_Source material_:

○ ○ ○ ○ ○

//! Cross-platform core of the Nexia profile sharing app: profile data and
//! validation, the public-profile URL resolver, QR encode/decode, the chat
//! transcript store and the remote gateway the shells drive it all through.

pub mod commands;
pub mod config;
pub mod entities;
pub mod gateway;
pub mod layout;
pub mod theme;
pub mod vcard;

pub use config::Config;

use gateway::Gateway;
use theme::{Preferences, ThemeStore};
use tracing::warn;

/// Context object handed down to every screen. Shells build exactly one at
/// startup with the preference store for their platform and drop it through
/// [`State::teardown`] on exit; nothing in the crate reads ambient state.
pub struct State {
    pub config: Config,
    pub gateway: Gateway,
    pub theme: ThemeStore,
}

impl State {
    pub fn init(config: Config, prefs: Box<dyn Preferences>) -> Result<Self, gateway::Error> {
        let gateway = Gateway::new(&config)?;
        let theme = ThemeStore::load(prefs);
        Ok(State {
            config,
            gateway,
            theme,
        })
    }

    /// Best-effort shutdown: ends the backend session and writes the theme
    /// preference back out. Failures are logged, never raised — the process
    /// is exiting either way.
    pub async fn teardown(&self) {
        if let Err(err) = self.gateway.sign_out().await {
            warn!("Sign-out during teardown failed: {err}");
        }
        self.theme.flush();
    }
}

#[cfg(test)]
mod tests {
    use super::*;
    use crate::theme::{MemoryPrefs, ThemeMode};

    #[test]
    fn init_builds_a_ready_context() {
        let state = State::init(Config::default(), Box::new(MemoryPrefs::default()))
            .expect("state");
        assert_eq!(state.theme.mode(), ThemeMode::Light);
        assert_eq!(state.config.app_url, config::PRODUCTION_APP_URL);
    }
}
use crate::entities::contact::ContactMessage;
use crate::gateway;
use crate::State;
use tracing::info;

#[derive(Debug, thiserror::Error)]
pub enum Error {
    #[error("Please fill in all fields")]
    MissingFields,

    #[error("Gateway error {0}")]
    Gateway(#[from] gateway::Error),
}

// we must manually implement serde::Serialize
impl serde::Serialize for Error {
    fn serialize<S>(&self, serializer: S) -> Result<S::Ok, S::Error>
    where
        S: serde::ser::Serializer,
    {
        serializer.serialize_str(self.to_string().as_ref())
    }
}

/// Files a support ticket. Tickets are written once with a pending status;
/// no workflow in this system ever advances them.
pub async fn submit(state: &State, subject: &str, message: &str) -> Result<(), Error> {
    if subject.trim().is_empty() || message.trim().is_empty() {
        return Err(Error::MissingFields);
    }
    let user = state.gateway.require_user().await?;
    let ticket = ContactMessage::pending(&user.id, subject, message);
    state.gateway.insert("contact_messages", &ticket).await?;
    info!("Submitted support ticket for {}", user.id);
    Ok(())
}
//! Startup discovery: one pass over the remote account that turns hubs and
//! appliances into registered accessories.
//!
//! An appliance that cannot be mapped is logged and left out; the rest of
//! the bridge still starts.  The same holds for a snapshot that cannot be
//! fetched: that kind of accessory is missing until the next restart.

use std::sync::Arc;

use remobridge_remote::{CommandDispatcher, RemoteApi, RemoteSnapshotCache};
use remobridge_types::{ApplianceKind, BridgeError, RemoteAppliance, SensorKind};
use tracing::{debug, error, info, warn};

use crate::accessory::{AccessoryInfo, HUB_MANUFACTURER};
use crate::air_conditioner::AirConditionerAccessory;
use crate::fan::FanAccessory;
use crate::registry::AccessoryRegistry;
use crate::sensor::SensorAccessory;

/// Collaborators shared by every accessory of one bridge.
#[derive(Clone)]
pub struct BridgeContext {
    pub api: Arc<dyn RemoteApi>,
    pub cache: Arc<RemoteSnapshotCache>,
    pub dispatcher: Arc<CommandDispatcher>,
}

/// Discover accessories and build the registry for a bridge named `name`.
///
/// Never fails: a fetch error is logged and treated as an empty list.
pub async fn discover(name: &str, ctx: &BridgeContext) -> AccessoryRegistry {
    let mut registry = AccessoryRegistry::new(AccessoryInfo {
        name: name.to_string(),
        manufacturer: HUB_MANUFACTURER.to_string(),
        ..AccessoryInfo::default()
    });
    let mut bridge_hub = None;

    let devices = match ctx.cache.devices().await {
        Ok(entry) => entry.payload.clone(),
        Err(err) => {
            error!(error = %err, "device list unavailable, continuing without sensor hubs");
            Vec::new()
        }
    };
    for device in &devices {
        if device.newest_events.is_empty() {
            debug!(device = %device.name, "hub reports no sensors");
            continue;
        }
        if bridge_hub.is_none() && device.reading(SensorKind::Temperature).is_some() {
            bridge_hub = Some(device.core());
        }
        match SensorAccessory::new(device, Arc::clone(&ctx.cache)) {
            Ok(sensor) => {
                info!(device = %device.name, "sensor hub found");
                registry.register(Box::new(sensor));
            }
            Err(err) => error!(device = %device.name, error = %err, "skipping sensor hub"),
        }
    }

    let appliances = match ctx.cache.appliances().await {
        Ok(entry) => entry.payload.clone(),
        Err(err) => {
            error!(error = %err, "appliance list unavailable, continuing without appliances");
            Vec::new()
        }
    };
    for appliance in &appliances {
        match appliance.kind() {
            ApplianceKind::AirConditioner => {
                match AirConditionerAccessory::new(
                    appliance,
                    &devices,
                    Arc::clone(&ctx.cache),
                    Arc::clone(&ctx.dispatcher),
                ) {
                    Ok(aircon) => {
                        info!(appliance = %appliance.nickname, id = %appliance.id, "air conditioner found");
                        registry.register(Box::new(aircon));
                        if bridge_hub.is_none() {
                            bridge_hub = Some(appliance.device.clone());
                        }
                    }
                    Err(err) => error!(
                        appliance = %appliance.nickname,
                        error = %err,
                        "skipping air conditioner"
                    ),
                }
            }
            ApplianceKind::InfraredFan => match build_fan(appliance, ctx).await {
                Ok(fan) => {
                    info!(appliance = %appliance.nickname, id = %appliance.id, "fan found");
                    registry.register(Box::new(fan));
                }
                Err(err) => error!(appliance = %appliance.nickname, error = %err, "skipping fan"),
            },
            ApplianceKind::Other => {
                debug!(appliance = %appliance.nickname, kind = %appliance.appliance_type, "unsupported appliance");
            }
        }
    }

    match bridge_hub {
        Some(hub) => registry.set_bridge_info(AccessoryInfo::for_hub(name, &hub)),
        None => warn!("no hub with a thermometer or air conditioner, bridge info left generic"),
    }
    info!(accessories = registry.len(), "discovery finished");
    registry
}

async fn build_fan(appliance: &RemoteAppliance, ctx: &BridgeContext) -> Result<FanAccessory, BridgeError> {
    let signals = if appliance.signals.is_empty() {
        debug!(appliance = %appliance.nickname, "fetching signals");
        ctx.api.list_signals(&appliance.id).await?
    } else {
        appliance.signals.clone()
    };
    FanAccessory::new(appliance, &signals, Arc::clone(&ctx.dispatcher))
}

○ ○ ○ ○ ○

_Exercise aim_:
Using the material above, state how many lines carry the word "MissingFields", giving the number alone.

_Answer to this problem_:
2